**PROBLEM TO SOLVE**
Filter this material down to the lines that contain the string "push", and return those lines.

**EXERCISE INPUT**
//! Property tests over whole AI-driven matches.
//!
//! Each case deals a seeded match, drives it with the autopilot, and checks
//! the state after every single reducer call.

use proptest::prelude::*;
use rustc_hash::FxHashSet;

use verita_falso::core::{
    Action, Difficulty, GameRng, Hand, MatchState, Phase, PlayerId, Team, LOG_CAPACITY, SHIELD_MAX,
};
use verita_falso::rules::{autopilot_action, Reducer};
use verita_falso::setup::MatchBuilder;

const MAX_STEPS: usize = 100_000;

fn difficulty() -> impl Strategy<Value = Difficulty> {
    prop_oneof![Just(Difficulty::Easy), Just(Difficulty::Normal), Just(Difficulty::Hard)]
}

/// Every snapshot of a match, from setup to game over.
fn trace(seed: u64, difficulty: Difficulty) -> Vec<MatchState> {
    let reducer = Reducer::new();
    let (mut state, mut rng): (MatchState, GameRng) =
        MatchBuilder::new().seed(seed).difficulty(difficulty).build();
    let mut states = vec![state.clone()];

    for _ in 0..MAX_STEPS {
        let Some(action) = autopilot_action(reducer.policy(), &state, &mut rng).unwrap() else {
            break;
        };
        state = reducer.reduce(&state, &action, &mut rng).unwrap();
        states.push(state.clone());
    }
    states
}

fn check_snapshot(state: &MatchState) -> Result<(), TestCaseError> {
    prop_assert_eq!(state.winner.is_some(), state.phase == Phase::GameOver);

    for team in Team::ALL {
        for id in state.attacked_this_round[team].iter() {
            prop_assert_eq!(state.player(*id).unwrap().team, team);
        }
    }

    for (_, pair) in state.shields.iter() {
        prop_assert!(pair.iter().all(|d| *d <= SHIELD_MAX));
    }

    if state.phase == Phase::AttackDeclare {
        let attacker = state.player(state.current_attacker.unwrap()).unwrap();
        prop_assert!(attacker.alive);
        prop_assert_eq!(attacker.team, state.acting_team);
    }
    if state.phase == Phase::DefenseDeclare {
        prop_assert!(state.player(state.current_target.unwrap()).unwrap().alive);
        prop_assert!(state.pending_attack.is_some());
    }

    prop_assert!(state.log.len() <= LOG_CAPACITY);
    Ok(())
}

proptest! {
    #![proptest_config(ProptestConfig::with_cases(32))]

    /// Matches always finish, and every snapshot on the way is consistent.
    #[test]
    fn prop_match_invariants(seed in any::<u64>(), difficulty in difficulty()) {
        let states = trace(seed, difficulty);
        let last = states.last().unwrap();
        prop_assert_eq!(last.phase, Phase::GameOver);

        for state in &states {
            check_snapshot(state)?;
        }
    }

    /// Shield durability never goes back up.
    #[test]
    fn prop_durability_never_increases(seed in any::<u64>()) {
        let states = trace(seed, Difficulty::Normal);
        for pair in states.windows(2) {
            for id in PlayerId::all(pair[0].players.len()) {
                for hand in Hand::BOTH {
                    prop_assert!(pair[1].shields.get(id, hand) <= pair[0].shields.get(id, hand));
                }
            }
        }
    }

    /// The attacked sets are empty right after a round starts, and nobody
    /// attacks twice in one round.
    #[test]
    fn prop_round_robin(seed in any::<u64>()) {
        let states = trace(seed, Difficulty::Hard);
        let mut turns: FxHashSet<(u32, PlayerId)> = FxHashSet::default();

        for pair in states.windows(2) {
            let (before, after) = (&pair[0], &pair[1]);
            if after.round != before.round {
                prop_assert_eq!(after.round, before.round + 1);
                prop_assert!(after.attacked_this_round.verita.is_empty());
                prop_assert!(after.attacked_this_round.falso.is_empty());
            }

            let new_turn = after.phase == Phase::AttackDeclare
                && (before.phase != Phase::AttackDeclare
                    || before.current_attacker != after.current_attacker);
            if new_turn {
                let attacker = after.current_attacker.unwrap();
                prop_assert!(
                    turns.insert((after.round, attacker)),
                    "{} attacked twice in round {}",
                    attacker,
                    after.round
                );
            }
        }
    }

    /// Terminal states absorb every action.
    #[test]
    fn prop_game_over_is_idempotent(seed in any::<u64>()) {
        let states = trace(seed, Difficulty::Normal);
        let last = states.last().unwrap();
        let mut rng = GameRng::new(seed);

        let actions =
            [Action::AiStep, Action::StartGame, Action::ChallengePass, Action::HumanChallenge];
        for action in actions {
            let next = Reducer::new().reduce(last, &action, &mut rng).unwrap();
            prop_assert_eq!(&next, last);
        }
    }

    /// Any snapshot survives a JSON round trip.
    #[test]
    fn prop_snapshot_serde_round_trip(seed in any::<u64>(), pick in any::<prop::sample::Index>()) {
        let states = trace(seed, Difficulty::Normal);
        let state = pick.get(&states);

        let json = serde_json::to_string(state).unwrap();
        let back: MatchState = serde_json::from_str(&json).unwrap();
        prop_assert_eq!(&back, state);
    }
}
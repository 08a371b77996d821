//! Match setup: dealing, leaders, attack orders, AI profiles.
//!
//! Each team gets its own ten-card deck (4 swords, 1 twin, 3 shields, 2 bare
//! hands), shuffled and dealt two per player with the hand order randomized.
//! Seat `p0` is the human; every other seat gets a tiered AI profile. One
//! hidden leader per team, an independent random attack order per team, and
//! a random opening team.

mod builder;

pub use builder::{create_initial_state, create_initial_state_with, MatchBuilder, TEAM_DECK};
--
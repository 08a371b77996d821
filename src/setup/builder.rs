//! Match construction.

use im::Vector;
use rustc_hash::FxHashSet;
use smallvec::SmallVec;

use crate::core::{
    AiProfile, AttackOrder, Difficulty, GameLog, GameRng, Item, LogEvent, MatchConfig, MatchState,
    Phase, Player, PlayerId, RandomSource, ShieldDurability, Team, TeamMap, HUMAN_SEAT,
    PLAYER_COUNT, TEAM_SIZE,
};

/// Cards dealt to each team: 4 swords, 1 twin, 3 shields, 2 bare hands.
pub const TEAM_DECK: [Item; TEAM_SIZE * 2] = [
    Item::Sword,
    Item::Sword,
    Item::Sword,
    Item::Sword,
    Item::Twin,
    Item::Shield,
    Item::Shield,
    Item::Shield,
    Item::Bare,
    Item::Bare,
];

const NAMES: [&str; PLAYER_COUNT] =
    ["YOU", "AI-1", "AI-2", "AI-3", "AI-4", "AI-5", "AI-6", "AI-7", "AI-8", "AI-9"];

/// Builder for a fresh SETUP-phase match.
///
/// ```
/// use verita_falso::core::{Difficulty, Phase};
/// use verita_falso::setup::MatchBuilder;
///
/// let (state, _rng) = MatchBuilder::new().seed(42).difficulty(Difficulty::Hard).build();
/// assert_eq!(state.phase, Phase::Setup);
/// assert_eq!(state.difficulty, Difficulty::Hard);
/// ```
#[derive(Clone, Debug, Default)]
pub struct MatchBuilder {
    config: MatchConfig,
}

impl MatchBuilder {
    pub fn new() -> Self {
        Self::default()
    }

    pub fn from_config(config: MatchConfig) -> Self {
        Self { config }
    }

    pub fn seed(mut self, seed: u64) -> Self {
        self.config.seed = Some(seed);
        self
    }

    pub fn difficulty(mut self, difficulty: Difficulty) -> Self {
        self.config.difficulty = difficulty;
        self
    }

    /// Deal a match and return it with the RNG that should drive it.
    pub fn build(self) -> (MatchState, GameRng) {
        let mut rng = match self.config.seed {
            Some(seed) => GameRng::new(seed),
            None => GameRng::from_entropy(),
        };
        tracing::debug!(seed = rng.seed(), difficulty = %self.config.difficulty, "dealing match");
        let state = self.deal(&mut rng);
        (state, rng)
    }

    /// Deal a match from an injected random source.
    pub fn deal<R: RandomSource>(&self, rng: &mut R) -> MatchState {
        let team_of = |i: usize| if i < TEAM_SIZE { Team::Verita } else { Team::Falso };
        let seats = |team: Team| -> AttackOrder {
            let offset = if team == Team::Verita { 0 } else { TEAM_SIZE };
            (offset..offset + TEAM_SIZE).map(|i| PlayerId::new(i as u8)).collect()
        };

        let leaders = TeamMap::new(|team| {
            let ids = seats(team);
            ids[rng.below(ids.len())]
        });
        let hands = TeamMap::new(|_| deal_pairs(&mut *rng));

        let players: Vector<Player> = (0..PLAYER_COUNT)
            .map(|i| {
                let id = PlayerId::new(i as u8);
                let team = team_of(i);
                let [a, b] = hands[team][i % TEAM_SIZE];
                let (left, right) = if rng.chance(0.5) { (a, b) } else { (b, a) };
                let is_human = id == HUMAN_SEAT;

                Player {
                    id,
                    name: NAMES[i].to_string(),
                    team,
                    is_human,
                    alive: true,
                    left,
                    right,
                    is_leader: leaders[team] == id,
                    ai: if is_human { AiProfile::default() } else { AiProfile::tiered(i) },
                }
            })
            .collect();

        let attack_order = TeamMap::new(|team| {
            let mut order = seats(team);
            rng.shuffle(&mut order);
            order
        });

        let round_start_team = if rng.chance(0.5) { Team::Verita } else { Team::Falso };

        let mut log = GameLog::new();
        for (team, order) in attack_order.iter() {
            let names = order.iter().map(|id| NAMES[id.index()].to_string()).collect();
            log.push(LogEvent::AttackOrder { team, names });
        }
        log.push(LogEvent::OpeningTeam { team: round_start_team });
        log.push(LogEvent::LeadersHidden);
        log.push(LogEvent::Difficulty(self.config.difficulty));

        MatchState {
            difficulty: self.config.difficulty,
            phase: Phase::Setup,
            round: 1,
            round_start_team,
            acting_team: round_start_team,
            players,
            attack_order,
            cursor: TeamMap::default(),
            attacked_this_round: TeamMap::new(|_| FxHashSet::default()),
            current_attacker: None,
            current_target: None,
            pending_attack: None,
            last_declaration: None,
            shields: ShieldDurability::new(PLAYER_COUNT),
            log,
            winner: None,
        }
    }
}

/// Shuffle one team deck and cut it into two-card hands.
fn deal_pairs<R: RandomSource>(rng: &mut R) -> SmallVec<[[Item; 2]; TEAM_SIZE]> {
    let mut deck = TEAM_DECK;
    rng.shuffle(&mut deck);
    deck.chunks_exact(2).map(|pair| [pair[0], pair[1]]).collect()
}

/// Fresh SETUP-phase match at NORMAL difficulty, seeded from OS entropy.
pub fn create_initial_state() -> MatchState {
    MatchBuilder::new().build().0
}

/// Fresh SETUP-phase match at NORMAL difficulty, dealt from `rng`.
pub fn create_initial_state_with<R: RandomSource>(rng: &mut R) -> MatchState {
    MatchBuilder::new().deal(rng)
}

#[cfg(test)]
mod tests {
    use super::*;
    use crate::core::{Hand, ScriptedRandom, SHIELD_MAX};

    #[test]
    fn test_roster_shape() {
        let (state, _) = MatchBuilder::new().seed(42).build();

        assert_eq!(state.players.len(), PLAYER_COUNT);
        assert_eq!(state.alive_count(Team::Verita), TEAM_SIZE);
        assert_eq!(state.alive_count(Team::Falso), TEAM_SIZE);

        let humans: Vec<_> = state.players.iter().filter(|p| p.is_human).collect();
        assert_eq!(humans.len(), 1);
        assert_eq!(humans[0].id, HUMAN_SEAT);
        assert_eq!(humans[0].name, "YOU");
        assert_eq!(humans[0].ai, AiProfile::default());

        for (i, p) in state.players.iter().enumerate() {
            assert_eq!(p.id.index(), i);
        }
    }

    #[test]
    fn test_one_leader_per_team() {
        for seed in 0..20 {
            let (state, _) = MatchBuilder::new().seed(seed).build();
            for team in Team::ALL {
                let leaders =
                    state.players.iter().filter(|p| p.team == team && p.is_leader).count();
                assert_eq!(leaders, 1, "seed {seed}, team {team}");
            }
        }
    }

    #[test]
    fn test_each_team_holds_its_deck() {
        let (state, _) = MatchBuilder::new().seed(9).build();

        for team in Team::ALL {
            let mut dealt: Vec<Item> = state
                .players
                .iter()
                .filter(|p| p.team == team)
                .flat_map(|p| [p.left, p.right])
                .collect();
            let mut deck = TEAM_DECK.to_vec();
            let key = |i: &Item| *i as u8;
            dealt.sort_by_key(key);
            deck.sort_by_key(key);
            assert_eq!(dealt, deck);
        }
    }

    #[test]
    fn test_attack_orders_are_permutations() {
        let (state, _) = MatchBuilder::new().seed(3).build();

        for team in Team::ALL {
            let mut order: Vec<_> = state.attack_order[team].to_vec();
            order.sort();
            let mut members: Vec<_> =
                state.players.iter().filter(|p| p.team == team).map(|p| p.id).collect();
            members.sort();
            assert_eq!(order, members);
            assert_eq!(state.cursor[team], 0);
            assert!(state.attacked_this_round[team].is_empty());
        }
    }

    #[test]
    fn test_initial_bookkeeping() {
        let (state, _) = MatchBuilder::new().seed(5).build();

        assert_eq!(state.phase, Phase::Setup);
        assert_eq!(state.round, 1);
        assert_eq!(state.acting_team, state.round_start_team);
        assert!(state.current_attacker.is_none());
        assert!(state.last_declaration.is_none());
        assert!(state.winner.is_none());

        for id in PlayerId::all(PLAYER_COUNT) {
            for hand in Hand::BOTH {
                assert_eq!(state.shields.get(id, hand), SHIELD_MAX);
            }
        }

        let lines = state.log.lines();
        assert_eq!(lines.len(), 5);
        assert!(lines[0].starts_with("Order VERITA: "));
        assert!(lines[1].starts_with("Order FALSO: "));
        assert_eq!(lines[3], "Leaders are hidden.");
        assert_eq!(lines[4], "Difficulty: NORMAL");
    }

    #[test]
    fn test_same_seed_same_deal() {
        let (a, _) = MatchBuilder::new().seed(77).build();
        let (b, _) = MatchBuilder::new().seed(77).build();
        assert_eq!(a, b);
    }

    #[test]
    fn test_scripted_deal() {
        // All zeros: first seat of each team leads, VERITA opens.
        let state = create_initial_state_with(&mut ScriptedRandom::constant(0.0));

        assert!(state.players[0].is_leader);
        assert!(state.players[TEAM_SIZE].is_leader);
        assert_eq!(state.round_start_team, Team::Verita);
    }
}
...
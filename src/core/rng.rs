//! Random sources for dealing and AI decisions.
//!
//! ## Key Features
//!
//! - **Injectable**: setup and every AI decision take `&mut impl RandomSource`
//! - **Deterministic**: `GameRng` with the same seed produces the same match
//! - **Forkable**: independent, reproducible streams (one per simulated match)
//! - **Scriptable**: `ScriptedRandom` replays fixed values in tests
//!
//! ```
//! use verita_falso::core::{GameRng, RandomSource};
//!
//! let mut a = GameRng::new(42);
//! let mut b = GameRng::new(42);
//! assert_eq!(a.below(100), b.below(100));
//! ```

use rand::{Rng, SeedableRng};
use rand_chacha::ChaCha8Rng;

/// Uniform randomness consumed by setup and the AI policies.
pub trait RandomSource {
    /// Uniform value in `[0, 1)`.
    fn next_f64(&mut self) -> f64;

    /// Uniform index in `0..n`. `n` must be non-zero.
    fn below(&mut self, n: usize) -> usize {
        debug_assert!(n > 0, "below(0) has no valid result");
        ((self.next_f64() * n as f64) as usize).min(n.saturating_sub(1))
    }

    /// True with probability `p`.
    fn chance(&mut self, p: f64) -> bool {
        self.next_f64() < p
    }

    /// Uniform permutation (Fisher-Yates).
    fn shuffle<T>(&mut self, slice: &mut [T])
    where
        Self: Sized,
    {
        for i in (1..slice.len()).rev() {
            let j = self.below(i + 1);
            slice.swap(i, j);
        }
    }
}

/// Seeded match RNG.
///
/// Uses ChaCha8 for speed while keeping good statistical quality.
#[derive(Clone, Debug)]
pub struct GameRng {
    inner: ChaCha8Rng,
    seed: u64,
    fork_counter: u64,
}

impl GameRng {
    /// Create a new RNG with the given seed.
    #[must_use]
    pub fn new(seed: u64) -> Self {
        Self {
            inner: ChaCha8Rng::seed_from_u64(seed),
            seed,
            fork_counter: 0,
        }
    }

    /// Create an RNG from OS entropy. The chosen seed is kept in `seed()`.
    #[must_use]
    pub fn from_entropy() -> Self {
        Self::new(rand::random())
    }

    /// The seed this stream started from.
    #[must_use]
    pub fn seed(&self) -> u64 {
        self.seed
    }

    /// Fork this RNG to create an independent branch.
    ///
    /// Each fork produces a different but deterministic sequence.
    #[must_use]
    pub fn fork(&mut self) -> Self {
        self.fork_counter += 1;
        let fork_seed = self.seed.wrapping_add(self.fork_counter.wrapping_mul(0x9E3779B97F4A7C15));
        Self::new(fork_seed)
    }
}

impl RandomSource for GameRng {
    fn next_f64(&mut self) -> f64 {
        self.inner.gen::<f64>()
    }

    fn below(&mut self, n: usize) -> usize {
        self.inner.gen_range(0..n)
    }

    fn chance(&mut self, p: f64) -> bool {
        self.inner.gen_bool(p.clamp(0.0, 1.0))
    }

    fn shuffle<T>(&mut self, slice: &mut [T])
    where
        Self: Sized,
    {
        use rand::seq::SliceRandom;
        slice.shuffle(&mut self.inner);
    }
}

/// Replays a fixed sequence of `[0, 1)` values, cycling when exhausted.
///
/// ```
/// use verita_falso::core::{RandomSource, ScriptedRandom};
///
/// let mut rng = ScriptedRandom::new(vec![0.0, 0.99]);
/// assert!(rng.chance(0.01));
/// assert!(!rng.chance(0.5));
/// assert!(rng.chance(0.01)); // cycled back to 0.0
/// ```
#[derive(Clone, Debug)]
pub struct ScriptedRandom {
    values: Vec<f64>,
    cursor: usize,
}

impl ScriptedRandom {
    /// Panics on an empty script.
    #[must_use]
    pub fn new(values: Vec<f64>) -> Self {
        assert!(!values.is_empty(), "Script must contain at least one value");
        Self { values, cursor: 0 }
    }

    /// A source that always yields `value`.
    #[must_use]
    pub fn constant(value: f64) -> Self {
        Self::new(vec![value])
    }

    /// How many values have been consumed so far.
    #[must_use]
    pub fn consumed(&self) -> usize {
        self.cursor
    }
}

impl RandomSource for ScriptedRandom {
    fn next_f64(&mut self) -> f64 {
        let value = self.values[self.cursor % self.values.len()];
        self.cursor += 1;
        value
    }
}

**THE ANSWER**
        states.push(state.clone());
            log.push(LogEvent::AttackOrder { team, names });
        log.push(LogEvent::OpeningTeam { team: round_start_team });
        log.push(LogEvent::LeadersHidden);
        log.push(LogEvent::Difficulty(self.config.difficulty));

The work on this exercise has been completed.